🎉 Celebrating 25 Years of GameDev.net! 🎉

Not many can claim 25 years on the Internet! Join us in celebrating this milestone. Learn more about our history, and thank you for being a part of our community!

Managing Your Memory - Part I

Published October 16, 2008
Advertisement
Managing Your Memory - Part I
Designing a robust memory management system for C++ software

This is the first part of a series of posts which I will be putting up here over the next several weeks or so (provided I can come up with the material for an actual series).

I will be discussing the topic of memory management and how to go about setting up a C++ program for debugging and tracking your memory usage. There are of course as many strategies for this as there are programmers in the world, so please don't take this to be the final word on memory management! It simply reflects my experience and my current set of best practices.


Getting Started
The first thing we want to do is define exactly what our system will do, and define a few critical concepts.

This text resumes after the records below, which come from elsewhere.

use std::fmt;
use thiserror::Error;
use uuid::Uuid;

/// 업데이트 대상
#[derive(Debug, Clone, Copy, PartialEq, Eq, Hash)]
pub enum UpdateTarget {
    Launcher,
    App(Uuid),
}

impl fmt::Display for UpdateTarget {
    fn fmt(&self, f: &mut fmt::Formatter<'_>) -> fmt::Result {
        match self {
            UpdateTarget::Launcher => write!(f, "launcher"),
            UpdateTarget::App(id) => write!(f, "app {}", id),
        }
    }
}

#[derive(Debug, Clone, Copy, PartialEq, Eq)]
pub enum UpdatePhase {
    Idle,
    CheckingForUpdate,
    UpToDate,
    UpdateAvailable,
    Downloading,
    Installing,
    VersionCommitted,
    Relaunching,
    Failed,
}

impl UpdatePhase {
    /// 작업이 진행 중인 단계
    pub fn is_busy(&self) -> bool {
        matches!(
            self,
            UpdatePhase::CheckingForUpdate | UpdatePhase::Downloading | UpdatePhase::Installing
        )
    }

    fn is_settled(&self) -> bool {
        matches!(
            self,
            UpdatePhase::Idle
                | UpdatePhase::UpToDate
                | UpdatePhase::UpdateAvailable
                | UpdatePhase::VersionCommitted
                | UpdatePhase::Failed
        )
    }
}

#[derive(Error, Debug, PartialEq, Eq)]
pub enum TransitionError {
    #[error("invalid transition for {0}: {1:?} -> {2:?}")]
    InvalidTransition(UpdateTarget, UpdatePhase, UpdatePhase),
}

#[derive(Debug, Clone)]
pub struct StateMachine {
    pub target: UpdateTarget,
    pub phase: UpdatePhase,
}

impl StateMachine {
    pub fn new(target: UpdateTarget) -> Self {
        Self { target, phase: UpdatePhase::Idle }
    }

    pub fn can_transition(&self, to: UpdatePhase) -> bool {
        use UpdatePhase::*;
        match (self.phase, to) {
            (from, CheckingForUpdate) | (from, Downloading) if from.is_settled() => true,
            (from, Failed) if from.is_busy() => true,
            _ => matches!(
                (self.phase, to),
                (CheckingForUpdate, UpToDate)
                    | (CheckingForUpdate, UpdateAvailable)
                    | (Downloading, Installing)
                    | (Installing, VersionCommitted)
                    | (VersionCommitted, Relaunching)
            ),
        }
    }

    pub fn transition(&mut self, to: UpdatePhase) -> Result<(), TransitionError> {
        if self.can_transition(to) {
            tracing::debug!("[State] {}: {:?} -> {:?}", self.target, self.phase, to);
            self.phase = to;
            Ok(())
        } else {
            Err(TransitionError::InvalidTransition(self.target, self.phase, to))
        }
    }

    /// 설치 디렉터리 삭제 등으로 이력이 무의미해졌을 때
    pub fn reset(&mut self) {
        self.phase = UpdatePhase::Idle;
    }
}
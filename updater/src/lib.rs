//! # LE7EL 런처 업데이트 라이브러리
//!
//! 런처 본체와 런처가 관리하는 앱의 다운로드/설치 단계를 담당합니다.
//! 어떤 릴리스를 언제 설치할지는 런처 쪽 오케스트레이터가 결정하고,
//! 이 크레이트는 결정된 작업을 디스크에 반영하는 부품만 제공합니다.
//!
//! ## 구성
//! - **version.rs**: SemVer 비교, 디렉터리별 `version` 마커 읽기/쓰기
//! - **release.rs**: 릴리스/파일 디스크립터, 플랫폼별 파일 선택, 최신 버전 계산
//! - **download.rs**: 스트리밍 다운로드 (진행률 보고, `.part` 이어받기)
//! - **archive.rs**: zip 압축 해제 (경로 탈출 차단)
//! - **handoff.rs**: 셀프 업데이트 헬퍼(`updater` 바이너리)의 교체/재실행 로직
//! - **error.rs**: I/O 계층 에러와 재시도 전략
//!
//! ## 디렉터리 구조
//! ```text
//! <exe-dir>/
//!   version              런처 버전 마커
//!   updater[.exe]        셀프 업데이트 헬퍼
//!   .tmp/                다운로드 스크래치 영역
//!   apps/<app-id>/       앱 설치 디렉터리 (각자 version 마커 보유)
//! ```

// ═══════════════════════════════════════════════════════
// 모듈
// ═══════════════════════════════════════════════════════

pub mod archive;
pub mod download;
pub mod error;
pub mod handoff;
pub mod release;
pub mod version;

pub use archive::extract_archive;
pub use download::{Downloader, ProgressTracker};
pub use error::{ErrorContext, RecoveryStrategy, UpdaterError};
pub use handoff::{spawn_detached, Handoff};
pub use release::{
    current_platform, is_update_available, latest_version, release_files, resolve_applicable_file,
    EntityPage, FileDescriptor, FileKind, LatestVersionPolicy, ReleaseDescriptor,
};
pub use version::{read_version, read_version_opt, write_version, SemVer};
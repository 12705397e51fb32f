use le7el_launcher::config::LauncherConfig;
use le7el_launcher::events::{self, BroadcastSink, EventSink};
use le7el_launcher::instance::{self, InstanceCoordinator, InstanceRole};
use le7el_launcher::metadata::ApiClient;
use le7el_launcher::orchestrator::{Launcher, LauncherPaths};
use std::path::{Path, PathBuf};
use std::sync::{Arc, Mutex};
use tokio::net::TcpListener;
use tracing_subscriber::EnvFilter;

const LOG_FILE: &str = "launcher.log";

/// 로그 파일 위치. 실행 파일 옆에 쓸 수 없으면 Windows에서는 `%APPDATA%\LE7EL\logs`
fn log_candidates(exe_dir: &Path) -> Vec<PathBuf> {
    let mut dirs = vec![exe_dir.to_path_buf()];
    if cfg!(windows) {
        if let Some(appdata) = std::env::var_os("APPDATA") {
            dirs.push(PathBuf::from(appdata).join("LE7EL").join("logs"));
        }
    }
    dirs
}

fn init_logging(config: &LauncherConfig, exe_dir: &Path) {
    let filter = EnvFilter::try_from_default_env().unwrap_or_else(|_| EnvFilter::new("info"));

    if config.logging {
        for dir in log_candidates(exe_dir) {
            if std::fs::create_dir_all(&dir).is_err() {
                continue;
            }
            let file = std::fs::OpenOptions::new()
                .create(true)
                .append(true)
                .open(dir.join(LOG_FILE));
            if let Ok(file) = file {
                tracing_subscriber::fmt()
                    .with_env_filter(filter)
                    .with_ansi(false)
                    .with_writer(Mutex::new(file))
                    .init();
                return;
            }
        }
    }

    tracing_subscriber::fmt()
        .with_env_filter(filter)
        .with_writer(std::io::stderr)
        .init();
}

#[tokio::main]
async fn main() -> anyhow::Result<()> {
    let config = LauncherConfig::load()?;
    let paths = LauncherPaths::current()?.with_updater_payload(config.updater_payload.clone());
    init_logging(&config, &paths.exe_dir);
    tracing::info!("[Launcher] Starting from {}", paths.exe_path.display());

    let deep_link = std::env::args().nth(1);

    // 이미 실행 중인 런처가 있으면 딥링크만 넘기고 종료
    match instance::claim_instance(config.launcher_port, config.claim_timeout()).await {
        InstanceRole::Subsequent(stream) => {
            if let Err(e) = instance::forward_deep_link(stream, deep_link.as_deref()).await {
                tracing::error!("[Instance] Error sending deep link: {}", e);
            }
            return Ok(());
        }
        InstanceRole::First => {}
    }

    let metadata = ApiClient::new(&config.api_url, &config.platform).with_token(config.api_token.clone());
    let sink = Arc::new(BroadcastSink::new(256));
    let mut receiver = sink.subscribe();
    let events: Arc<dyn EventSink> = sink.clone();
    let launcher = Arc::new(Launcher::new(config.clone(), paths, Arc::new(metadata), events));

    // 셸 대신 이벤트를 로그로 흘린다
    tokio::spawn(async move {
        loop {
            match receiver.recv().await {
                Ok(event) => tracing::debug!("[Launcher] event {} {:?}", event.name, event.args),
                Err(tokio::sync::broadcast::error::RecvError::Lagged(n)) => {
                    tracing::warn!("[Launcher] Event log lagged by {} events", n);
                }
                Err(tokio::sync::broadcast::error::RecvError::Closed) => break,
            }
        }
    });

    let coordinator = Arc::new(InstanceCoordinator::new(launcher.clone()));
    let instance_listener = TcpListener::bind(instance::loopback(config.launcher_port)).await?;
    let game_listener = TcpListener::bind(instance::loopback(config.game_port)).await?;
    tokio::spawn(Arc::clone(&coordinator).serve_instances(instance_listener));
    tokio::spawn(Arc::clone(&coordinator).serve_game_clients(game_listener));

    if let Some(link) = deep_link.as_deref().filter(|l| !l.trim().is_empty()) {
        let outcome = coordinator.route_deep_link(link).await;
        tracing::info!("[Launcher] Startup deep link: {:?}", outcome);
    }

    sink.emit(events::LAUNCHER_READY, vec![]);

    if let Err(e) = launcher.check_for_updates().await {
        tracing::warn!("[Launcher] Update check failed: {}", e);
    }

    tokio::signal::ctrl_c().await.ok();
    tracing::info!("[Launcher] Shutdown signal received, exiting");
    Ok(())
}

First of all, what exactly is memory management? A large number of things fall into this category, but I will be dealing specifically with a couple of special points. (As always, feedback is welcome - if you notice some major feature or behaviour which I've omitted, please let me know!)

  • We need a way to track how much memory overall a program is using

  • We need a way to track specifically how much memory various modules are using

  • We need to detect duplicate freeings of memory so we can debug them

  • We need to do our best to detect leaks and orphaned memory so we can fix those issues

  • We need to keep overhead (both speed and memory overhead) minimal

  • We need to support aligned memory allocators

  • We would like some nifty statistics and graphs and such too


I'll be covering all this (and possibly more) in the remainder of the series. For now, we'll start with the basics.


The General Strategy
What exactly do we need to do in order to track where our memory usage is going? I use a four-pronged attack to solve this question:

  1. Track all "general" allocations by overloading global new and delete

  2. Track specific allocations by overloading new and delete for particular classes

  3. Allow third party libraries to register their memory usage via a simple interface

  4. Provide STL allocators that track the memory they allocate


Believe it or not, this covers the vast majority of allocations. (Since we are using C++, I will assume pray that you don't use malloc or something. However, if you do, be sure to pass those allocations through a wrapper, e.g. my_malloc, which takes care of registering the memory with the memory tracker system, via the interface defined in the third point above).

The remainder is stuff like HeapAlloc, VirtualAlloc, and so on (depending on your platform you may get others, eg. on the Xbox). Those allocations will need to be registered manually via point #3. However, since they can be found easily using a global find/replace, this isn't too big of a headache.


Designing the Memory Tracker
Before we get too bogged down in the details of actually capturing memory allocations, we need to figure out exactly how to keep track of all the memory usage in the first place.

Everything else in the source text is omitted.